Pada Juli, Komite Kelima yang mengurus administrasi dan anggaran meminta Majelis Umum PBB untuk mengesahkan anggaran pemeliharaan perdamaian sebesar 6,51 miliar dolar AS untuk periode Juli 2019 hingga Juni 2020. Anggaran tersebut 1,8 persen lebih rendah dibandingkan permintaan Sekretaris Jenderal PBB Antonio Guterres, dan akan menutupi biaya 13 misi penjaga perdamaian, termasuk dana terkait untuk Pangkalan Logistik PBB di Brindisi, Italia, Pusat Layanan Regional di Entebbe, Uganda, serta catatan dukungan penjaga perdamaian.

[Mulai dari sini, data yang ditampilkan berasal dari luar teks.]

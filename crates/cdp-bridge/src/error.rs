//! Error types for the shared browser connector.

use thiserror::Error;

/// Errors raised while locating or holding the shared browser connection.
#[derive(Debug, Error, Clone)]
pub enum BridgeError {
    /// No CDP candidate answered within the probe budget. Terminal for the
    /// session that asked for the browser.
    #[error("shared browser unavailable: {hint}")]
    SharedBrowserUnavailable {
        attempted: Vec<String>,
        hint: String,
    },

    /// The websocket connection could not be established or dropped.
    #[error("CDP connection error: {0}")]
    Connection(String),

    /// Chromium exposed no usable page target.
    #[error("no page target available: {0}")]
    NoPage(String),
}

impl BridgeError {
    /// Build the unavailable error with the operator-facing hint. The hint is
    /// written for the deployment this broker ships in, where the browser
    /// lives behind a VNC sidecar.
    pub fn unavailable(attempted: Vec<String>) -> Self {
        let listed = if attempted.is_empty() {
            "http://vnc:9222 (デフォルト)".to_string()
        } else {
            attempted.join("、")
        };
        let hint = format!(
            "ライブビューのブラウザに接続できないため実行できません。\
             試行した CDP エンドポイント: {listed}。\
             VNC サービスが起動し /json/version にアクセスできるか確認してください。\
             接続先を変更する場合は BROWSER_USE_CDP_URL / VNC_CDP_URL / CDP_URL を設定してください。"
        );
        Self::SharedBrowserUnavailable { attempted, hint }
    }

    pub fn code(&self) -> &'static str {
        match self {
            Self::SharedBrowserUnavailable { .. } => "SHARED_BROWSER_UNAVAILABLE",
            Self::Connection(_) => "EXECUTION_ERROR",
            Self::NoPage(_) => "EXECUTION_ERROR",
        }
    }
}

/// Errors surfaced by [`crate::PageDriver`] operations. Higher layers map
/// these onto the stable action error codes.
#[derive(Debug, Error, Clone)]
pub enum DriverError {
    #[error("operation timed out: {0}")]
    Timeout(String),

    #[error("target not found: {0}")]
    TargetNotFound(String),

    /// The page navigated away while the call was in flight.
    #[error("page is navigating: {0}")]
    NavigationRace(String),

    #[error("script evaluation failed: {0}")]
    Script(String),

    #[error("CDP I/O error: {0}")]
    Io(String),
}

impl DriverError {
    /// Transient errors the executor is allowed to retry.
    pub fn is_retryable(&self) -> bool {
        matches!(
            self,
            DriverError::Timeout(_) | DriverError::NavigationRace(_) | DriverError::Io(_)
        )
    }
}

Oleh karena anggaran yang berkurang, maka jumlah PKO juga bisa saja dikurangi. "Satu hal yang menyebabkan ini antara lain adalah turunnya juga anggaran kontribusi dari berbagai negara, yang tadinya sebagai donor untuk membiayai pengiriman misi perdamaian," kata Direktur Jenderal Kerja Sama Multilateral Kemenlu RI Febrian Ruddyard.
"Jadi ini berdampak kepada bahwa PBB harus mulai merasionalisasi jumlah pasukan yang dikirim sehingga bisa sesuai dengan anggaran yang dimiliki," ujarnya.